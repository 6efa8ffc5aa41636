//! In-memory catalog of saves backed up this session.

use crate::types::{BackupError, Result, SaveRecord};
use std::collections::HashMap;

/// Append-only mapping from content fingerprint to [`SaveRecord`].
///
/// Records keep their insertion order for display. Nothing is persisted; the
/// catalog starts empty on every run.
#[derive(Debug, Default)]
pub struct SaveCatalog {
    records: Vec<SaveRecord>,
    by_fingerprint: HashMap<String, usize>,
}

impl SaveCatalog {
    pub fn new() -> Self {
        Self::default()
    }

    pub fn contains(&self, fingerprint: &str) -> bool {
        self.by_fingerprint.contains_key(fingerprint)
    }

    pub fn get(&self, fingerprint: &str) -> Option<&SaveRecord> {
        self.by_fingerprint
            .get(fingerprint)
            .map(|&index| &self.records[index])
    }

    /// Add a record.
    ///
    /// Callers check [`contains`](Self::contains) first; a duplicate here is a
    /// logic error and is rejected without touching the catalog.
    pub fn record(&mut self, record: SaveRecord) -> Result<()> {
        if self.contains(&record.fingerprint) {
            return Err(BackupError::DuplicateFingerprint(record.fingerprint));
        }

        self.by_fingerprint
            .insert(record.fingerprint.clone(), self.records.len());
        self.records.push(record);
        Ok(())
    }

    pub fn len(&self) -> usize {
        self.records.len()
    }

    pub fn is_empty(&self) -> bool {
        self.records.is_empty()
    }

    /// Records in insertion order
    pub fn iter(&self) -> impl Iterator<Item = &SaveRecord> {
        self.records.iter()
    }
}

• [What to do]: Output every record above in full, exactly as it reads.

• [Finished exercise]:
repository 6efa8ffc5aa41636
//! In-memory catalog of saves backed up this session.

use crate::types::{BackupError, Result, SaveRecord};
use std::collections::HashMap;

/// Append-only mapping from content fingerprint to [`SaveRecord`].
///
/// Records keep their insertion order for display. Nothing is persisted; the
/// catalog starts empty on every run.
#[derive(Debug, Default)]
pub struct SaveCatalog {
    records: Vec<SaveRecord>,
    by_fingerprint: HashMap<String, usize>,
}

impl SaveCatalog {
    pub fn new() -> Self {
        Self::default()
    }

    pub fn contains(&self, fingerprint: &str) -> bool {
        self.by_fingerprint.contains_key(fingerprint)
    }

    pub fn get(&self, fingerprint: &str) -> Option<&SaveRecord> {
        self.by_fingerprint
            .get(fingerprint)
            .map(|&index| &self.records[index])
    }

    /// Add a record.
    ///
    /// Callers check [`contains`](Self::contains) first; a duplicate here is a
    /// logic error and is rejected without touching the catalog.
    pub fn record(&mut self, record: SaveRecord) -> Result<()> {
        if self.contains(&record.fingerprint) {
            return Err(BackupError::DuplicateFingerprint(record.fingerprint));
        }

        self.by_fingerprint
            .insert(record.fingerprint.clone(), self.records.len());
        self.records.push(record);
        Ok(())
    }

    pub fn len(&self) -> usize {
        self.records.len()
    }

    pub fn is_empty(&self) -> bool {
        self.records.is_empty()
    }

    /// Records in insertion order
    pub fn iter(&self) -> impl Iterator<Item = &SaveRecord> {
        self.records.iter()
    }
}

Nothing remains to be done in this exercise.